An empty courtroom in the Augusta federal courthouse
Caption

Courtroom in the Augusta federal courthouse

Credit: Carol M. Highsmith Archive, Library of Congress

As the U.S. Senate considers whether to confirm Supreme Court nominee Ketanji Brown Jackson — who would become the first Black woman and the first former federal public defender to serve on the nation's highest court — Sen. Jon Ossoff is aiming to expand Georgians' access to federal public defenders.

The first-term Democratic lawmaker on Friday introduced the Access to Justice Act of 2022, which would require all 94 federal court districts in the U.S. to have either a public defender's office or a similar nonprofit known as a community defender organization.

“This is about the Constitution,” Ossoff said in a statement announcing the bill. “The Constitution guarantees every American access to a lawyer, but the Southern District of Georgia is one of just three federal districts that does not offer a federal defender to Americans who need one. My bill will uphold the Constitution and ensure every Georgian has access to counsel.”

Currently in the Southern District of Georgia — which spans 43 counties and includes Savannah, Augusta, and Brunswick — as well as the Eastern District of Kentucky and the District for the Northern Mariana Islands, a federal criminal defendant who cannot afford an attorney is appointed one by the court from a pool of private attorneys.

“Now why is that important? For a bunch of reasons,” Brunswick-based defense attorney Page Pate told GPB News. “No. 1, they don't have the same resources available to them that a federal defender program does. And, more importantly, rarely do they have the same level of experience. Sometimes — and the Southern District [of Georgia] has been infamous for this — they will appoint someone with absolutely no knowledge of criminal law to handle a serious federal case.”

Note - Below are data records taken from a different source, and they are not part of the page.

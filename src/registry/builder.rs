//! Chained builders for assembling a [`SyntaxRegistry`].
//!
//! The host's composition root describes the loaded release once at
//! startup:
//!
//! ```
//! use lightup::registry::SyntaxRegistry;
//! use lightup::tree::RawKind;
//!
//! let registry = SyntaxRegistry::builder()
//!     .node_type("ForEachStatement", &[RawKind(230)])
//!     .token_member("AwaitKeyword", RawKind(5), 0)
//!     .finish_type()
//!     .enumeration("SyntaxKind", &[("ForEachStatement", 230)])
//!     .build();
//! assert!(registry.type_named("ForEachStatement").is_some());
//! ```

use std::sync::Arc;

use indexmap::IndexMap;
use rustc_hash::FxHashMap;
use smol_str::SmolStr;

use super::descriptors::{
    EnumDescriptor, ListShape, MemberDescriptor, MemberShape, TypeDescriptor,
};
use super::SyntaxRegistry;
use crate::tree::RawKind;

/// Builder for a [`SyntaxRegistry`].
#[derive(Debug, Default)]
pub struct RegistryBuilder {
    types: FxHashMap<SmolStr, Arc<TypeDescriptor>>,
    enums: FxHashMap<SmolStr, Arc<EnumDescriptor>>,
}

impl RegistryBuilder {
    pub(super) fn new() -> Self {
        Self::default()
    }

    /// Begin describing a node type covering the given kinds.
    ///
    /// Returns a sub-builder for the type's members; call
    /// [`TypeBuilder::finish_type`] to get back to the registry builder.
    pub fn node_type(self, name: impl Into<SmolStr>, kinds: &[RawKind]) -> TypeBuilder {
        let mut sorted: Vec<RawKind> = kinds.to_vec();
        sorted.sort_unstable();
        sorted.dedup();
        TypeBuilder {
            registry: self,
            name: name.into(),
            kinds: sorted,
            members: IndexMap::new(),
        }
    }

    /// Declare an enumeration with its symbolic members.
    pub fn enumeration(mut self, name: impl Into<SmolStr>, members: &[(&str, u16)]) -> Self {
        let name = name.into();
        let members: IndexMap<SmolStr, u16> = members
            .iter()
            .map(|(member, value)| (SmolStr::new(member), *value))
            .collect();
        self.enums.insert(
            name.clone(),
            Arc::new(EnumDescriptor { name, members }),
        );
        self
    }

    /// Finish the registry.
    pub fn build(self) -> SyntaxRegistry {
        SyntaxRegistry {
            types: self.types,
            enums: self.enums,
        }
    }
}

/// Sub-builder describing the members of one node type.
#[derive(Debug)]
pub struct TypeBuilder {
    registry: RegistryBuilder,
    name: SmolStr,
    kinds: Vec<RawKind>,
    members: IndexMap<SmolStr, MemberDescriptor>,
}

impl TypeBuilder {
    /// Declare an optional token member (keyword, operator, identifier).
    ///
    /// `slot` is the child index the token occupies when present; it is the
    /// insertion point used by write accessors when the token is absent.
    pub fn token_member(mut self, name: impl Into<SmolStr>, kind: RawKind, slot: usize) -> Self {
        let name = name.into();
        self.members.insert(
            name.clone(),
            MemberDescriptor {
                name,
                shape: MemberShape::Token { kind, slot },
            },
        );
        self
    }

    /// Declare an optional child node member accepting the given kinds.
    pub fn node_member(
        mut self,
        name: impl Into<SmolStr>,
        kinds: &[RawKind],
        slot: usize,
    ) -> Self {
        let name = name.into();
        self.members.insert(
            name.clone(),
            MemberDescriptor {
                name,
                shape: MemberShape::Node {
                    kinds: kinds.to_vec().into(),
                    slot,
                },
            },
        );
        self
    }

    /// Declare a separator-delimited sub-collection member.
    pub fn list_member(
        mut self,
        name: impl Into<SmolStr>,
        element_kinds: &[RawKind],
        separator: RawKind,
        separator_text: impl Into<SmolStr>,
        slot: usize,
    ) -> Self {
        let name = name.into();
        self.members.insert(
            name.clone(),
            MemberDescriptor {
                name,
                shape: MemberShape::List(Arc::new(ListShape {
                    element_kinds: element_kinds.to_vec().into(),
                    separator,
                    separator_text: separator_text.into(),
                    slot,
                })),
            },
        );
        self
    }

    /// Finish this type and return to the registry builder.
    pub fn finish_type(self) -> RegistryBuilder {
        let mut registry = self.registry;
        registry.types.insert(
            self.name.clone(),
            Arc::new(TypeDescriptor {
                name: self.name,
                kinds: self.kinds.into_boxed_slice(),
                members: self.members,
            }),
        );
        registry
    }
}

RELATED: Why South Georgia may be the worst place to be poor and charged with a federal crime

The system has come under criticism not only by defense attorneys and civil rights advocates, but also law enforcement groups. Among the organizations that have endorsed Ossoff's bill is the National District Attorneys Association and the Federal Law Enforcement Officers Association.

The role of public defenders in the criminal justice system is on full display this week, as Judge Jackson faces questioning by members of the Senate Judiciary Committee. From 2005 to 2007, Jackson represented indigent defendants before the U.S. Court of Appeals for the District of Columbia.

“I have dedicated my career to ensuring that the words engraved on the front of the Supreme Court building — ‘Equal Justice Under Law’ — are a reality and not just an ideal,” Jackson told Senate Judiciary Committee members — among them Ossoff — during her opening statement of Supreme Court confirmation hearings.

During his opening remarks in the hearings, Ossoff spoke of the murder of Ahmaud Arbery as an example of how the Constitution's guarantees of individual rights and equal protection under the law “remain too often and for too many unfulfilled.”

“For any colleagues who doubt this, I remind them of Ahmaud Arbery's murder in Glynn County, Ga., just two years ago — when a young Black man was shot dead in cold blood on camera in the street, and the local authorities buried the case and looked the other way,” Ossoff said. “Only a massive civil rights mobilization pressured state and eventually federal prosecutors to act.”